“But… she…” He pointed at me, insisting almost as a formality, but his impatient feet gave away his desire to run off with his fortune and forget about me. The dirty bastard…
I looked at him, sulking. Judas! I would have insulted him, but I wasn’t sure I could say three words in a row without starting to cry. All that talk about group solidarity, all that “One for all and all for one,” all that “us against the world,” but he was selling me for a few credits, the rat! I was going to crack his skull with a rock, and the gang would be mine… if I got out of this.
For a second everything seemed to stand still.
“The buglickers!” Babo screamed, and fifteen kids ran off at top speed before the armored Planetary Security aerobus could land in the middle of the asphalt. For the first time in my life I was glad to see them. If that’s how the gang was going to betray me, at least the Law wouldn’t let me be kidnapped in my own neighborhood. Now this xenoid would know what’s what… I only had to ask them for help, and…
I thought better of it and kept quiet.
My captor greeted my supposed saviors with a slight wave of his free hand and walked off holding me tight against his chest, like it was nothing. Sure. A xenoid, even if he’s wearing a recently severed human head as a hat, will always be just fine, everything in order, for his lackeys the buglickers. When it comes down to it, they’re the masters, the ones who pay their salaries. And we people in the Numbered Barrios are basically just human trash.

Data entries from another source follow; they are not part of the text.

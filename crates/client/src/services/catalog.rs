//! Products: the shop listing and the admin product editor.

use storedesk_core::ProductId;
use tracing::{debug, instrument};

use super::{page_count, paginate, surface};
use crate::api::ApiClient;
use crate::api::types::{Category, Product, ProductCategory, ProductFilter};
use crate::error::AppError;
use crate::mirror::{RefreshOutcome, RemoteMirror};
use crate::notify::Notifier;
use crate::validation::{self, ProductForm};

/// Shop product listing with search and category filter.
///
/// Products created from here are appended to the mirror in place instead of
/// triggering a refetch.
#[derive(Debug, Clone)]
pub struct ProductCatalog {
    api: ApiClient,
    notifier: Notifier,
    products: RemoteMirror<Product>,
    categories: RemoteMirror<Category>,
}

impl ProductCatalog {
    #[must_use]
    pub fn new(api: ApiClient, notifier: Notifier) -> Self {
        Self {
            api,
            notifier,
            products: RemoteMirror::new("products"),
            categories: RemoteMirror::new("product-categories"),
        }
    }

    #[must_use]
    pub const fn products(&self) -> &RemoteMirror<Product> {
        &self.products
    }

    #[must_use]
    pub const fn categories(&self) -> &RemoteMirror<Category> {
        &self.categories
    }

    /// # Errors
    ///
    /// Returns an error if the listing cannot be fetched.
    #[instrument(skip(self))]
    pub async fn fetch(&self, filter: &ProductFilter) -> Result<RefreshOutcome, AppError> {
        self.products
            .refresh(self.api.list_products(filter))
            .await
            .map_err(|e| surface(&self.notifier, e))
    }

    /// # Errors
    ///
    /// Returns an error if the categories cannot be fetched.
    pub async fn fetch_categories(&self) -> Result<RefreshOutcome, AppError> {
        self.categories
            .refresh(self.api.all_categories())
            .await
            .map_err(|e| surface(&self.notifier, e))
    }

    /// Create a product and append it to the listing.
    ///
    /// # Errors
    ///
    /// Returns an error if the form is invalid or the backend rejects it.
    #[instrument(skip(self, form), fields(name = %form.name))]
    pub async fn create(&self, form: &ProductForm) -> Result<Product, AppError> {
        let input = validation::validate_product(form).map_err(|e| surface(&self.notifier, e))?;
        let product = self
            .api
            .create_product(&input)
            .await
            .map_err(|e| surface(&self.notifier, e))?;
        self.products.append(product.clone());
        self.notifier.success("Product created successfully");
        Ok(product)
    }

    /// Look up a product in the current listing.
    #[must_use]
    pub fn find(&self, id: &ProductId) -> Option<Product> {
        self.products
            .with_items(|items| items.iter().find(|p| &p.id == id).cloned())
    }
}

/// Admin product editor: full catalogue, client-side pages of five rows.
#[derive(Debug)]
pub struct ProductEditor {
    api: ApiClient,
    notifier: Notifier,
    classes: RemoteMirror<Product>,
    categories: RemoteMirror<Category>,
    edit_id: Option<ProductId>,
    image_url: Option<String>,
}

impl ProductEditor {
    /// Rows per page in the product table.
    pub const PAGE_SIZE: usize = 5;

    #[must_use]
    pub fn new(api: ApiClient, notifier: Notifier) -> Self {
        Self {
            api,
            notifier,
            classes: RemoteMirror::new("classes"),
            categories: RemoteMirror::new("editor-categories"),
            edit_id: None,
            image_url: None,
        }
    }

    #[must_use]
    pub const fn classes(&self) -> &RemoteMirror<Product> {
        &self.classes
    }

    #[must_use]
    pub const fn categories(&self) -> &RemoteMirror<Category> {
        &self.categories
    }

    #[must_use]
    pub const fn editing(&self) -> Option<&ProductId> {
        self.edit_id.as_ref()
    }

    #[must_use]
    pub fn image_url(&self) -> Option<&str> {
        self.image_url.as_deref()
    }

    /// # Errors
    ///
    /// Returns an error if the catalogue cannot be fetched.
    #[instrument(skip(self))]
    pub async fn fetch(&self) -> Result<RefreshOutcome, AppError> {
        self.classes
            .refresh(self.api.list_classes())
            .await
            .map_err(|e| surface(&self.notifier, e))
    }

    /// # Errors
    ///
    /// Returns an error if the categories cannot be fetched.
    pub async fn fetch_categories(&self) -> Result<RefreshOutcome, AppError> {
        self.categories
            .refresh(self.api.all_categories())
            .await
            .map_err(|e| surface(&self.notifier, e))
    }

    /// Rows on a 1-based page.
    #[must_use]
    pub fn page(&self, page: usize) -> Vec<Product> {
        self.classes
            .with_items(|items| paginate(items, page, Self::PAGE_SIZE))
    }

    #[must_use]
    pub fn total_pages(&self) -> usize {
        self.classes
            .with_items(|items| page_count(items.len(), Self::PAGE_SIZE))
    }

    /// Upload the product image. The returned URL is used by the next save.
    ///
    /// # Errors
    ///
    /// Returns an error if the upload fails.
    #[instrument(skip(self, bytes))]
    pub async fn upload_image(
        &mut self,
        file_name: &str,
        mime: &str,
        bytes: Vec<u8>,
    ) -> Result<String, AppError> {
        match self.api.upload_image(file_name, mime, bytes).await {
            Ok(url) => {
                self.image_url = Some(url.clone());
                self.notifier.success("Image uploaded successfully");
                Ok(url)
            }
            Err(e) => {
                let err = AppError::from(e);
                err.report();
                self.notifier.error("Image upload failed!");
                Err(err)
            }
        }
    }

    /// Start editing a product; returns the form prefilled with its fields.
    ///
    /// # Errors
    ///
    /// Returns `AppError::NotFound` if the product is not in the catalogue.
    pub fn edit(&mut self, id: &ProductId) -> Result<ProductForm, AppError> {
        let product = self
            .classes
            .with_items(|items| items.iter().find(|p| &p.id == id).cloned())
            .ok_or_else(|| AppError::NotFound(format!("Product {id}")))?;

        self.edit_id = Some(product.id.clone());
        self.image_url.clone_from(&product.image);
        Ok(ProductForm {
            name: product.name.clone(),
            price: product.price.to_string(),
            description: product.description.clone(),
            stock: product.stock().map(|s| s.to_string()).unwrap_or_default(),
            category: product
                .category
                .as_ref()
                .map(|c| ProductCategory::id(c).to_string())
                .unwrap_or_default(),
            image: product.image,
        })
    }

    /// Forget the selected product and uploaded image.
    pub fn reset(&mut self) {
        self.edit_id = None;
        self.image_url = None;
    }

    /// Create, or update the product being edited, then refetch.
    ///
    /// The image uploaded through [`upload_image`](Self::upload_image) is used
    /// when the form carries none.
    ///
    /// # Errors
    ///
    /// Returns an error if the form is invalid or the backend rejects it.
    #[instrument(skip(self, form), fields(name = %form.name))]
    pub async fn save(&mut self, mut form: ProductForm) -> Result<(), AppError> {
        if form.image.is_none() {
            form.image.clone_from(&self.image_url);
        }
        let input = validation::validate_product(&form).map_err(|e| surface(&self.notifier, e))?;

        let result = match &self.edit_id {
            Some(id) => self.api.update_class(id, &input).await,
            None => self.api.create_class(&input).await,
        };
        result.map_err(|e| surface(&self.notifier, e))?;

        self.notifier.success(if self.edit_id.is_some() {
            "Product updated successfully"
        } else {
            "Product created successfully"
        });
        self.reset();
        self.reload().await;
        Ok(())
    }

    /// Delete a product, then refetch.
    ///
    /// # Errors
    ///
    /// Returns an error if the backend rejects the deletion.
    #[instrument(skip(self))]
    pub async fn delete(&self, id: &ProductId) -> Result<(), AppError> {
        self.api
            .delete_class(id)
            .await
            .map_err(|e| surface(&self.notifier, e))?;
        self.notifier.success("Product deleted");
        self.reload().await;
        Ok(())
    }

    async fn reload(&self) {
        if let Err(e) = self.fetch().await {
            debug!(error = %e, "Refetch after mutation failed");
        }
    }
}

The Colossaur went striding off. Farther and farther from my street and from Barrio 13. He seemed to know where he was going… and I didn’t like that one bit, if you know what I mean. It isn’t what you’d expect from a xenoid. They’re supposed to get lost every couple of seconds in our urban labyrinths, and give us poor natives a chance to make a living…
Later on I would find out that he knew much more about the good and the bad of my planet than I did.

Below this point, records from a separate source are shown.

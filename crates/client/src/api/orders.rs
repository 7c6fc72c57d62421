//! Placed orders (read only).

use tracing::instrument;

use super::types::{ListBody, Order};
use super::{ApiClient, ApiError};

impl ApiClient {
    /// List placed orders.
    ///
    /// # Errors
    ///
    /// Returns an error if the request fails.
    #[instrument(skip(self))]
    pub async fn list_orders(&self) -> Result<Vec<Order>, ApiError> {
        let body: ListBody<Order> = self.get("orders").await?;
        Ok(body.into_vec())
    }
}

His carapace was so rough, it was scraping my knees… I couldn’t hold back any longer, and the tears started to flow.
I was furious with myself, but I decided that if I was going to cry, I’d really sob my eyes out, so three seconds later I was bawling like a baby goat that just got weaned. If it didn’t stop him from taking me off my turf, at least it should bother him a little… and that would give me a better chance to escape.
It worked. He suddenly set me down on my feet, though he kept his heavy hand draped, kind of casually, across my shoulder.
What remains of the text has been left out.